- SR 15 highlighted in red

Route information
- Maintained by INDOT
- Length: 94.835 mi (152.622 km)
- Existed: October 1, 1926–present

Major junctions
- South end: US 35 / SR 22 at Jonesboro
- US 24 near Wabash; US 30 in Warsaw; US 6 near Milford; US 33 in Goshen; US 20 near Bristol; I-80 / I-90 / Indiana Toll Road near Bristol;
- North end: M-103 at Michigan state line

Location
- Country: United States
- State: Indiana
- Counties: Elkhart, Grant, Kosciusko, Wabash

Highway system
- Indiana State Highway System; Interstate; US; State; Scenic;
| ← SR 14 |  | → SR 16 |

= Indiana State Road 15 =

Highway in Indiana

State Road 15 (SR 15) is a north–south state road in northern part of the US state of Indiana. Its southern terminus is at U.S. Highway 35 (US 35) and SR 22 near Jonesboro and its northern terminus is the Michigan state line, north of Bristol, where the roadway continues north as M-103. It is a surface highway that mostly passes farm fields but passing through a few cities of Marion, Wabash, Warsaw, and Goshen. Running for 94.835 mi through the state, SR 15 is maintained by the Indiana Department of Transportation (INDOT).

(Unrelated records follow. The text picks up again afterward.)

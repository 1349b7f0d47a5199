mod scored;
mod task;

pub use scored::{Scalar, ScoredTask};
pub use task::{DEFAULT_ESTIMATED_HOURS, DEFAULT_IMPORTANCE, Task};
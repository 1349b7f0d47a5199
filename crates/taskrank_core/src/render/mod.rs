mod html;
mod region;
mod text;

pub use html::escape_html;
pub use region::{MemoryRegion, Region};

use crate::model::{Scalar, ScoredTask};

pub const PLACEHOLDER: &str = "N/A";

#[derive(Debug, Clone, Copy, PartialEq, Eq)]
pub enum MessageKind {
    Error,
    Success,
    Info,
}

impl MessageKind {
    pub fn as_str(self) -> &'static str {
        match self {
            Self::Error => "error",
            Self::Success => "success",
            Self::Info => "info",
        }
    }
}

#[derive(Debug, Clone, PartialEq)]
pub enum Block {
    Loading(String),
    Message {
        kind: MessageKind,
        text: String,
        preformatted: bool,
    },
    Heading(String),
    Card(ScoredTask),
    Raw(String),
}

/// Structured contents of the output region. Strings are stored unescaped;
/// escaping happens when rendering to HTML.
#[derive(Debug, Clone, Default, PartialEq)]
pub struct Markup {
    blocks: Vec<Block>,
}

impl Markup {
    pub fn new() -> Self {
        Self::default()
    }

    pub fn loading<T: Into<String>>(text: T) -> Self {
        Self::new().push(Block::Loading(text.into()))
    }

    pub fn message<T: Into<String>>(kind: MessageKind, text: T) -> Self {
        Self::new().push(Block::Message {
            kind,
            text: text.into(),
            preformatted: false,
        })
    }

    pub fn preformatted_message<T: Into<String>>(kind: MessageKind, text: T) -> Self {
        Self::new().push(Block::Message {
            kind,
            text: text.into(),
            preformatted: true,
        })
    }

    pub fn raw<T: Into<String>>(text: T) -> Self {
        Self::new().push(Block::Raw(text.into()))
    }

    pub fn push(mut self, block: Block) -> Self {
        self.blocks.push(block);
        self
    }

    pub fn blocks(&self) -> &[Block] {
        &self.blocks
    }

    pub fn is_loading(&self) -> bool {
        matches!(self.blocks.as_slice(), [Block::Loading(_)])
    }

    pub fn cards(&self) -> impl Iterator<Item = &ScoredTask> {
        self.blocks.iter().filter_map(|block| match block {
            Block::Card(task) => Some(task),
            _ => None,
        })
    }

    pub fn heading(&self) -> Option<&str> {
        self.blocks.iter().find_map(|block| match block {
            Block::Heading(text) => Some(text.as_str()),
            _ => None,
        })
    }

    pub fn first_message(&self) -> Option<(MessageKind, &str)> {
        self.blocks.iter().find_map(|block| match block {
            Block::Message { kind, text, .. } => Some((*kind, text.as_str())),
            _ => None,
        })
    }
}

/// Cards for an analyze result, or an informational message when empty.
pub fn display(tasks: &[ScoredTask]) -> Markup {
    if tasks.is_empty() {
        return Markup::message(MessageKind::Info, "No tasks returned from server.");
    }

    tasks
        .iter()
        .cloned()
        .fold(Markup::new(), |markup, task| markup.push(Block::Card(task)))
}

pub(crate) fn format_scalar(value: Option<&Scalar>) -> String {
    value
        .map(Scalar::to_string)
        .unwrap_or_else(|| PLACEHOLDER.to_string())
}

pub(crate) fn format_text(value: Option<&str>) -> &str {
    value.unwrap_or(PLACEHOLDER)
}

Dating back to the before the state road system, the corridor that SR 15 takes today was part of the Hoosier Dixie Highway. The first numbered route along the modern SR 15 corridor was SR 27, while SR 15 ran from Indianapolis to near Michigan City. SR 15 was moved to its modern routing in late 1926, running from Marion to Goshen. During the late 1920s, SR 15 was moved onto its modern routing between Milford and New Paris. In 1930 the road was extended from Goshen to Michigan. The route from Wabash to SR 114 was moved to its modern route in the mid-1930s. In the late 1940s and early 1950s, SR 15 was rerouted between La Fontaine and Wabash, while the route was extended south from Marion to Jonesboro.

== Route description ==
SR 15 begins as an intersection with US 35/SR 22, near Jonesboro. The road heads northwest, crossing a railroad track before entering Marion, passing east of Indiana Wesleyan University. North of the university SR 15 turns west on 38th street before SR 15 turns north concurrent with SR 9. The concurrency passes through commercial properties, on Western Avenue, before bending onto Baldwin Avenue, passing over a railroad track. While SR 15 and 9 are concurrent SR 15 has its highest annual average daily traffic (AADT) at 27,097 vehicles per day on average measure in 2016. North of the tracks the street passes through residential properties before the landscape becomes commercial properties, where the road curves to the northwest. SR 15 turns northwest, onto Wabash Avenue, while SR 9 continues northeast. The road leaves Marion passing through rural Grant County, crossing the Mississinewa River, before entering Wabash County. In Wabash County SR 15 passes agricultural land, parallel to a railroad track, passing through an intersection with SR 218 in La Fontaine. Past La Fontaine the road passes through an intersection with SR 124 before entering the city of Wabash.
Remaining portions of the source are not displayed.